Seine politischen Ansichten waren sicher im Unternehmen bekannt. Er betont, es habe aber nie einen Zeitpunkt gegeben, an dem jemand gesagt hätte: "xxx, Du bist unmöglich". Vielleicht auch, weil xxx sich unter anderem in der Gemeinde Raubling bemüht hat, Asylanten für den Betrieb zu gewinnen. Das habe nach langwierigen Versuchen inzwischen auch zumindest probeweise in einem Fall geklappt.
Irlbacher selbst kann derzeit nur mit offiziellen Stellungnahmen reagieren. Der Gründer, der mit seiner Frau, eine gebürtige Phillipino, die Geschäfte mit ihm führt, verweist ebenfalls auf den hohen Mitarbeiteranteil mit Migrationshintergrund. Daneben leistet sich die Firma die Corratec Charity Mission, die seit über zehn Jahren Hilfsprojekte auf den Philippinen durchführt. Die Irlbachers bauen dort Schulen und investierten in Ausbildung von Kindern und Jugendlichen. Der Firmenchef fürchtet auch hier Konsequenzen: "Es wäre fatal, wenn wir durch diesen Bericht Sponsoren verlieren würden. Wir brauchen da jeden Cent für die vielen Projekte." Er betont aber auch, dass xxx regelmäßig an die Corratec Charity Mission sowie an andere Hilfsprojekte spende.
Von den knapp 500 Kunden habe sich laut dem Marketing- und Vertriebschef kein Kunde negativ geäußert. Im Gegenteil. "Ich bekam Zuspruch und Neukundenanfragen was aber nicht meine Intension war." Und nur drei User der MTB-News Threat Communitiy hätten sich bei ihm persönlich gemeldet, seine Mailadresse hatte er unter den Text gesetzt.

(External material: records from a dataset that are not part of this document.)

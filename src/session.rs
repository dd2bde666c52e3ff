//! Per-browser state kept in cookies: the nonce behind the analyze form's CSRF
//! token, and the flash message shown once after a rejected submission.
use crate::Flash;
use hmac::{digest::Key, Hmac, Mac};
use http::{
    header::{self, InvalidHeaderValue},
    HeaderMap, HeaderValue,
};
use rand::RngCore;
use sha2::Sha256;

pub const CSRF_COOKIE: &str = "spoofy_csrf";
pub const FLASH_COOKIE: &str = "spoofy_flash";
const NONCE_LEN: usize = 16;

lazy_static::lazy_static! {
    static ref CSRF_KEY: CsrfKey = CsrfKey::from_env();
}

/// Key shared by every request. Read from `SECRET_KEY`, otherwise random for
/// the life of the process.
pub fn csrf_key() -> &'static CsrfKey {
    &CSRF_KEY
}

#[derive(Debug, Clone, PartialEq, Eq, thiserror::Error)]
pub enum CsrfError {
    #[error("CSRF cookie is missing")]
    MissingCookie,
    #[error("CSRF token is missing")]
    MissingToken,
    #[error("CSRF token does not match")]
    Mismatch,
}

/// Signs cookie nonces. The form carries the signature, so a cross-site post
/// can't produce a token matching the browser's cookie.
#[derive(Clone)]
pub struct CsrfKey(Hmac<Sha256>);

impl CsrfKey {
    pub fn new(secret: &[u8]) -> Result<Self, hmac::digest::InvalidLength> {
        Hmac::<Sha256>::new_from_slice(secret).map(Self)
    }

    pub fn random() -> Self {
        let mut key = Key::<Hmac<Sha256>>::default();
        rand::thread_rng().fill_bytes(key.as_mut_slice());
        Self(Hmac::new(&key))
    }

    fn from_env() -> Self {
        match std::env::var("SECRET_KEY") {
            Ok(secret) if !secret.is_empty() => Self::new(secret.as_bytes()).unwrap_or_else(|err| {
                log::warn!("Unusable SECRET_KEY ({}), using a random key", err);
                Self::random()
            }),
            _ => {
                log::info!("SECRET_KEY is not set, using a random key");
                Self::random()
            }
        }
    }

    pub fn token(&self, nonce: &str) -> String {
        let mut mac = self.0.clone();
        mac.update(nonce.as_bytes());
        hex::encode(mac.finalize().into_bytes())
    }

    pub fn verify(&self, nonce: &str, token: &str) -> bool {
        let Ok(token) = hex::decode(token) else {
            return false;
        };
        let mut mac = self.0.clone();
        mac.update(nonce.as_bytes());
        mac.verify_slice(&token).is_ok()
    }

    /// Checks the submitted `token` against the nonce cookie in `headers`.
    pub fn check(&self, headers: &HeaderMap, token: Option<&str>) -> Result<(), CsrfError> {
        let nonce = csrf_nonce(headers).ok_or(CsrfError::MissingCookie)?;
        let token = token.filter(|token| !token.is_empty()).ok_or(CsrfError::MissingToken)?;
        if self.verify(nonce, token) {
            Ok(())
        } else {
            Err(CsrfError::Mismatch)
        }
    }
}

impl std::fmt::Debug for CsrfKey {
    fn fmt(&self, f: &mut std::fmt::Formatter<'_>) -> std::fmt::Result {
        f.write_str("CsrfKey(..)")
    }
}

pub fn new_nonce() -> String {
    let mut nonce = [0u8; NONCE_LEN];
    rand::thread_rng().fill_bytes(&mut nonce);
    hex::encode(nonce)
}

/// Value of the cookie `name`, if the request sent one.
pub fn cookie<'a>(headers: &'a HeaderMap, name: &str) -> Option<&'a str> {
    headers
        .get_all(header::COOKIE)
        .iter()
        .filter_map(|value| value.to_str().ok())
        .flat_map(|value| value.split(';'))
        .filter_map(|pair| pair.trim().split_once('='))
        .find(|(key, _)| *key == name)
        .map(|(_, value)| value)
}

pub fn csrf_nonce(headers: &HeaderMap) -> Option<&str> {
    cookie(headers, CSRF_COOKIE)
        .filter(|nonce| nonce.len() == NONCE_LEN * 2 && nonce.bytes().all(|b| b.is_ascii_hexdigit()))
}

pub fn flash(headers: &HeaderMap) -> Option<Flash> {
    cookie(headers, FLASH_COOKIE).and_then(|flash| flash.parse().ok())
}

pub fn set_cookie(name: &str, value: &str) -> Result<HeaderValue, InvalidHeaderValue> {
    HeaderValue::try_from(format!("{name}={value}; Path=/; HttpOnly; SameSite=Lax"))
}

pub fn clear_cookie(name: &str) -> Result<HeaderValue, InvalidHeaderValue> {
    HeaderValue::try_from(format!("{name}=; Path=/; HttpOnly; SameSite=Lax; Max-Age=0"))
}

#[cfg(test)]
mod tests {
    use super::*;

    fn headers(cookie: &str) -> HeaderMap {
        let mut headers = HeaderMap::new();
        headers.insert(header::COOKIE, HeaderValue::from_str(cookie).unwrap());
        headers
    }

    #[test]
    fn token_matches_only_its_nonce() {
        let key = CsrfKey::new(b"secret").unwrap();
        let nonce = new_nonce();
        let token = key.token(&nonce);
        assert!(key.verify(&nonce, &token));
        assert!(!key.verify(&new_nonce(), &token));
        assert!(!key.verify(&nonce, "not hex"));
        assert!(!CsrfKey::new(b"other").unwrap().verify(&nonce, &token));
        assert!(!CsrfKey::random().verify(&nonce, &token));
    }

    #[test]
    fn reads_cookies() {
        let headers = headers("theme=dark; spoofy_flash=invalid_domain;spoofy_csrf=abc");
        assert_eq!(cookie(&headers, "theme"), Some("dark"));
        assert_eq!(cookie(&headers, "missing"), None);
        assert_eq!(flash(&headers), Some(Flash::InvalidDomain));
        // too short to be a nonce
        assert_eq!(csrf_nonce(&headers), None);
        assert_eq!(flash(&self::headers("spoofy_flash=bogus")), None);
    }

    #[test]
    fn check_reports_what_is_missing() {
        let key = CsrfKey::new(b"secret").unwrap();
        let nonce = new_nonce();
        let token = key.token(&nonce);
        let headers = headers(&format!("{CSRF_COOKIE}={nonce}"));
        assert_eq!(key.check(&headers, Some(&token)), Ok(()));
        assert_eq!(key.check(&headers, None), Err(CsrfError::MissingToken));
        assert_eq!(key.check(&headers, Some("")), Err(CsrfError::MissingToken));
        assert_eq!(key.check(&headers, Some(&key.token("x"))), Err(CsrfError::Mismatch));
        assert_eq!(key.check(&HeaderMap::new(), Some(&token)), Err(CsrfError::MissingCookie));
    }

    #[test]
    fn cookie_attributes() {
        let value = set_cookie(FLASH_COOKIE, Flash::InvalidDomain.as_str()).unwrap();
        assert_eq!(value, "spoofy_flash=invalid_domain; Path=/; HttpOnly; SameSite=Lax");
        let value = clear_cookie(FLASH_COOKIE).unwrap();
        assert!(value.to_str().unwrap().ends_with("Max-Age=0"));
        assert!(set_cookie(CSRF_COOKIE, "line\nbreak").is_err());
    }
}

Irlbacher selbst habe noch nicht die Gelegenheit gehabt, persönlich mit xxx zu sprechen. Er ist nach wie vor in China. "Telefonisch habe ich natürlich bereits mit Herrn xxx sehr intensive Gespräche geführt." Sobald er zurück ist, will er zusammen mit seiner Frau das persönliche Gespräch suchen. "Ich hoffe, wir kommen zu einem positiven Konsens. Alles Weitere wird sich daraus ergeben."